::: Data for analysis :::

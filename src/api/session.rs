//! Transport seam between [`RequestClient`](crate::api::RequestClient) and the network.
//!
//! [`Session`] is the only thing the request client talks to. The default
//! [`ReqwestSession`] sends real HTTP; tests plug in their own implementation.

use std::fmt;
use std::pin::Pin;
use std::time::Duration;

use async_trait::async_trait;
use bytes::{Bytes, BytesMut};
use futures_util::stream::{self, Stream, StreamExt};
use http::{HeaderMap, HeaderName, HeaderValue, Method, StatusCode};
use serde::Serialize;

use crate::api::error::{AisError, AisResult};

/// Stream of body chunks.
pub type ByteStream = Pin<Box<dyn Stream<Item = AisResult<Bytes>> + Send>>;

// ============================================================================
// Request
// ============================================================================

/// Fully resolved request handed to a [`Session`].
#[derive(Debug, Clone)]
pub struct HttpRequest {
    pub method: Method,
    /// URL without the query string
    pub url: String,
    pub headers: HeaderMap,
    /// Query parameters, in caller order
    pub query: Vec<(String, String)>,
    pub body: Option<Bytes>,
    /// Per-request timeout
    pub timeout: Option<Duration>,
}

/// Caller-supplied extras forwarded verbatim to the session.
#[derive(Debug, Clone, Default)]
pub struct RequestOptions {
    pub headers: HeaderMap,
    pub params: Vec<(String, String)>,
    pub body: Option<Bytes>,
    pub timeout: Option<Duration>,
}

impl RequestOptions {
    pub fn new() -> Self {
        Self::default()
    }

    /// Add a header. Fails on names or values the HTTP layer rejects.
    pub fn header(mut self, name: &str, value: &str) -> AisResult<Self> {
        let header_name = HeaderName::try_from(name)
            .map_err(|e| AisError::InvalidHeader(format!("Invalid header name '{}': {}", name, e)))?;
        let header_value = HeaderValue::from_str(value).map_err(|e| {
            AisError::InvalidHeader(format!("Invalid header value for '{}': {}", name, e))
        })?;
        self.headers.insert(header_name, header_value);
        Ok(self)
    }

    /// Add a single query parameter.
    pub fn param(mut self, key: impl Into<String>, value: impl Into<String>) -> Self {
        self.params.push((key.into(), value.into()));
        self
    }

    /// Add several query parameters.
    pub fn params<I, K, V>(mut self, params: I) -> Self
    where
        I: IntoIterator<Item = (K, V)>,
        K: Into<String>,
        V: Into<String>,
    {
        self.params
            .extend(params.into_iter().map(|(k, v)| (k.into(), v.into())));
        self
    }

    /// Set a raw request body.
    pub fn body(mut self, body: impl Into<Bytes>) -> Self {
        self.body = Some(body.into());
        self
    }

    /// Serialize `value` as the JSON request body.
    pub fn json<B: Serialize + ?Sized>(mut self, value: &B) -> AisResult<Self> {
        let encoded = serde_json::to_vec(value)
            .map_err(|e| AisError::Serialize(format!("Failed to encode JSON body: {}", e)))?;
        self.body = Some(Bytes::from(encoded));
        Ok(self)
    }

    pub fn timeout(mut self, timeout: Duration) -> Self {
        self.timeout = Some(timeout);
        self
    }
}

// ============================================================================
// Response
// ============================================================================

enum Body {
    Full(Bytes),
    Stream(ByteStream),
}

/// Response as returned by a [`Session`].
///
/// The body is not read until the caller asks for it, so large objects can be
/// consumed chunk by chunk through [`Response::into_stream`].
pub struct Response {
    status: StatusCode,
    headers: HeaderMap,
    body: Body,
}

impl Response {
    /// Response with a fully buffered body.
    pub fn new(status: StatusCode, body: impl Into<Bytes>) -> Self {
        Self {
            status,
            headers: HeaderMap::new(),
            body: Body::Full(body.into()),
        }
    }

    /// Response whose body arrives as a stream of chunks.
    pub fn from_stream<S>(status: StatusCode, headers: HeaderMap, stream: S) -> Self
    where
        S: Stream<Item = AisResult<Bytes>> + Send + 'static,
    {
        Self {
            status,
            headers,
            body: Body::Stream(Box::pin(stream)),
        }
    }

    pub fn with_headers(mut self, headers: HeaderMap) -> Self {
        self.headers = headers;
        self
    }

    pub fn status(&self) -> StatusCode {
        self.status
    }

    pub fn headers(&self) -> &HeaderMap {
        &self.headers
    }

    pub fn is_success(&self) -> bool {
        (200..=299).contains(&self.status.as_u16())
    }

    /// Read the whole body.
    pub async fn bytes(self) -> AisResult<Bytes> {
        match self.body {
            Body::Full(bytes) => Ok(bytes),
            Body::Stream(mut stream) => {
                let mut buf = BytesMut::new();
                while let Some(chunk) = stream.next().await {
                    buf.extend_from_slice(&chunk?);
                }
                Ok(buf.freeze())
            }
        }
    }

    /// Read the whole body as text. Invalid UTF-8 is replaced, not rejected.
    pub async fn text(self) -> AisResult<String> {
        let bytes = self.bytes().await?;
        Ok(String::from_utf8_lossy(&bytes).into_owned())
    }

    /// Consume the body as a raw byte stream.
    pub fn into_stream(self) -> ByteStream {
        match self.body {
            Body::Full(bytes) if bytes.is_empty() => Box::pin(stream::empty()),
            Body::Full(bytes) => Box::pin(stream::once(async move { Ok(bytes) })),
            Body::Stream(stream) => stream,
        }
    }
}

impl fmt::Debug for Response {
    fn fmt(&self, f: &mut fmt::Formatter<'_>) -> fmt::Result {
        let body = match &self.body {
            Body::Full(bytes) => format!("{} bytes", bytes.len()),
            Body::Stream(_) => "<stream>".to_string(),
        };
        f.debug_struct("Response")
            .field("status", &self.status)
            .field("headers", &self.headers)
            .field("body", &body)
            .finish()
    }
}

// ============================================================================
// Session
// ============================================================================

/// Sends a resolved request and returns the raw response, whatever its status.
#[async_trait]
pub trait Session: Send + Sync {
    async fn send(&self, request: HttpRequest) -> AisResult<Response>;
}

/// [`Session`] backed by a shared `reqwest::Client`.
#[cfg(feature = "http")]
#[derive(Debug, Clone)]
pub struct ReqwestSession {
    client: reqwest::Client,
}

#[cfg(feature = "http")]
impl ReqwestSession {
    /// Build a session with an optional client-wide timeout.
    pub fn new(timeout: Option<Duration>) -> AisResult<Self> {
        let mut builder = reqwest::Client::builder();
        if let Some(timeout) = timeout {
            builder = builder.timeout(timeout);
        }
        Ok(Self {
            client: builder.build()?,
        })
    }

    /// Wrap an existing `reqwest::Client`.
    pub fn from_client(client: reqwest::Client) -> Self {
        Self { client }
    }
}

#[cfg(feature = "http")]
#[async_trait]
impl Session for ReqwestSession {
    async fn send(&self, request: HttpRequest) -> AisResult<Response> {
        let mut builder = self
            .client
            .request(request.method, &request.url)
            .headers(request.headers);
        if !request.query.is_empty() {
            builder = builder.query(&request.query);
        }
        if let Some(body) = request.body {
            builder = builder.body(body);
        }
        if let Some(timeout) = request.timeout {
            builder = builder.timeout(timeout);
        }

        let response = builder.send().await?;
        let status = response.status();
        let headers = response.headers().clone();
        let stream = response
            .bytes_stream()
            .map(|chunk| chunk.map_err(|e| AisError::Body(e.to_string())));
        Ok(Response::from_stream(status, headers, stream))
    }
}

:::

**About this exercise**
Please retype all of the lines above exactly as they stand.

**Solution for this problem**
filename src/api/session.rs
//! Transport seam between [`RequestClient`](crate::api::RequestClient) and the network.
//!
//! [`Session`] is the only thing the request client talks to. The default
//! [`ReqwestSession`] sends real HTTP; tests plug in their own implementation.

use std::fmt;
use std::pin::Pin;
use std::time::Duration;

use async_trait::async_trait;
use bytes::{Bytes, BytesMut};
use futures_util::stream::{self, Stream, StreamExt};
use http::{HeaderMap, HeaderName, HeaderValue, Method, StatusCode};
use serde::Serialize;

use crate::api::error::{AisError, AisResult};

/// Stream of body chunks.
pub type ByteStream = Pin<Box<dyn Stream<Item = AisResult<Bytes>> + Send>>;

// ============================================================================
// Request
// ============================================================================

/// Fully resolved request handed to a [`Session`].
#[derive(Debug, Clone)]
pub struct HttpRequest {
    pub method: Method,
    /// URL without the query string
    pub url: String,
    pub headers: HeaderMap,
    /// Query parameters, in caller order
    pub query: Vec<(String, String)>,
    pub body: Option<Bytes>,
    /// Per-request timeout
    pub timeout: Option<Duration>,
}

/// Caller-supplied extras forwarded verbatim to the session.
#[derive(Debug, Clone, Default)]
pub struct RequestOptions {
    pub headers: HeaderMap,
    pub params: Vec<(String, String)>,
    pub body: Option<Bytes>,
    pub timeout: Option<Duration>,
}

impl RequestOptions {
    pub fn new() -> Self {
        Self::default()
    }

    /// Add a header. Fails on names or values the HTTP layer rejects.
    pub fn header(mut self, name: &str, value: &str) -> AisResult<Self> {
        let header_name = HeaderName::try_from(name)
            .map_err(|e| AisError::InvalidHeader(format!("Invalid header name '{}': {}", name, e)))?;
        let header_value = HeaderValue::from_str(value).map_err(|e| {
            AisError::InvalidHeader(format!("Invalid header value for '{}': {}", name, e))
        })?;
        self.headers.insert(header_name, header_value);
        Ok(self)
    }

    /// Add a single query parameter.
    pub fn param(mut self, key: impl Into<String>, value: impl Into<String>) -> Self {
        self.params.push((key.into(), value.into()));
        self
    }

    /// Add several query parameters.
    pub fn params<I, K, V>(mut self, params: I) -> Self
    where
        I: IntoIterator<Item = (K, V)>,
        K: Into<String>,
        V: Into<String>,
    {
        self.params
            .extend(params.into_iter().map(|(k, v)| (k.into(), v.into())));
        self
    }

    /// Set a raw request body.
    pub fn body(mut self, body: impl Into<Bytes>) -> Self {
        self.body = Some(body.into());
        self
    }

    /// Serialize `value` as the JSON request body.
    pub fn json<B: Serialize + ?Sized>(mut self, value: &B) -> AisResult<Self> {
        let encoded = serde_json::to_vec(value)
            .map_err(|e| AisError::Serialize(format!("Failed to encode JSON body: {}", e)))?;
        self.body = Some(Bytes::from(encoded));
        Ok(self)
    }

    pub fn timeout(mut self, timeout: Duration) -> Self {
        self.timeout = Some(timeout);
        self
    }
}

// ============================================================================
// Response
// ============================================================================

enum Body {
    Full(Bytes),
    Stream(ByteStream),
}

/// Response as returned by a [`Session`].
///
/// The body is not read until the caller asks for it, so large objects can be
/// consumed chunk by chunk through [`Response::into_stream`].
pub struct Response {
    status: StatusCode,
    headers: HeaderMap,
    body: Body,
}

impl Response {
    /// Response with a fully buffered body.
    pub fn new(status: StatusCode, body: impl Into<Bytes>) -> Self {
        Self {
            status,
            headers: HeaderMap::new(),
            body: Body::Full(body.into()),
        }
    }

    /// Response whose body arrives as a stream of chunks.
    pub fn from_stream<S>(status: StatusCode, headers: HeaderMap, stream: S) -> Self
    where
        S: Stream<Item = AisResult<Bytes>> + Send + 'static,
    {
        Self {
            status,
            headers,
            body: Body::Stream(Box::pin(stream)),
        }
    }

    pub fn with_headers(mut self, headers: HeaderMap) -> Self {
        self.headers = headers;
        self
    }

    pub fn status(&self) -> StatusCode {
        self.status
    }

    pub fn headers(&self) -> &HeaderMap {
        &self.headers
    }

    pub fn is_success(&self) -> bool {
        (200..=299).contains(&self.status.as_u16())
    }

    /// Read the whole body.
    pub async fn bytes(self) -> AisResult<Bytes> {
        match self.body {
            Body::Full(bytes) => Ok(bytes),
            Body::Stream(mut stream) => {
                let mut buf = BytesMut::new();
                while let Some(chunk) = stream.next().await {
                    buf.extend_from_slice(&chunk?);
                }
                Ok(buf.freeze())
            }
        }
    }

    /// Read the whole body as text. Invalid UTF-8 is replaced, not rejected.
    pub async fn text(self) -> AisResult<String> {
        let bytes = self.bytes().await?;
        Ok(String::from_utf8_lossy(&bytes).into_owned())
    }

    /// Consume the body as a raw byte stream.
    pub fn into_stream(self) -> ByteStream {
        match self.body {
            Body::Full(bytes) if bytes.is_empty() => Box::pin(stream::empty()),
            Body::Full(bytes) => Box::pin(stream::once(async move { Ok(bytes) })),
            Body::Stream(stream) => stream,
        }
    }
}

impl fmt::Debug for Response {
    fn fmt(&self, f: &mut fmt::Formatter<'_>) -> fmt::Result {
        let body = match &self.body {
            Body::Full(bytes) => format!("{} bytes", bytes.len()),
            Body::Stream(_) => "<stream>".to_string(),
        };
        f.debug_struct("Response")
            .field("status", &self.status)
            .field("headers", &self.headers)
            .field("body", &body)
            .finish()
    }
}

// ============================================================================
// Session
// ============================================================================

/// Sends a resolved request and returns the raw response, whatever its status.
#[async_trait]
pub trait Session: Send + Sync {
    async fn send(&self, request: HttpRequest) -> AisResult<Response>;
}

/// [`Session`] backed by a shared `reqwest::Client`.
#[cfg(feature = "http")]
#[derive(Debug, Clone)]
pub struct ReqwestSession {
    client: reqwest::Client,
}

#[cfg(feature = "http")]
impl ReqwestSession {
    /// Build a session with an optional client-wide timeout.
    pub fn new(timeout: Option<Duration>) -> AisResult<Self> {
        let mut builder = reqwest::Client::builder();
        if let Some(timeout) = timeout {
            builder = builder.timeout(timeout);
        }
        Ok(Self {
            client: builder.build()?,
        })
    }

    /// Wrap an existing `reqwest::Client`.
    pub fn from_client(client: reqwest::Client) -> Self {
        Self { client }
    }
}

#[cfg(feature = "http")]
#[async_trait]
impl Session for ReqwestSession {
    async fn send(&self, request: HttpRequest) -> AisResult<Response> {
        let mut builder = self
            .client
            .request(request.method, &request.url)
            .headers(request.headers);
        if !request.query.is_empty() {
            builder = builder.query(&request.query);
        }
        if let Some(body) = request.body {
            builder = builder.body(body);
        }
        if let Some(timeout) = request.timeout {
            builder = builder.timeout(timeout);
        }

        let response = builder.send().await?;
        let status = response.status();
        let headers = response.headers().clone();
        let stream = response
            .bytes_stream()
            .map(|chunk| chunk.map_err(|e| AisError::Body(e.to_string())));
        Ok(Response::from_stream(status, headers, stream))
    }
}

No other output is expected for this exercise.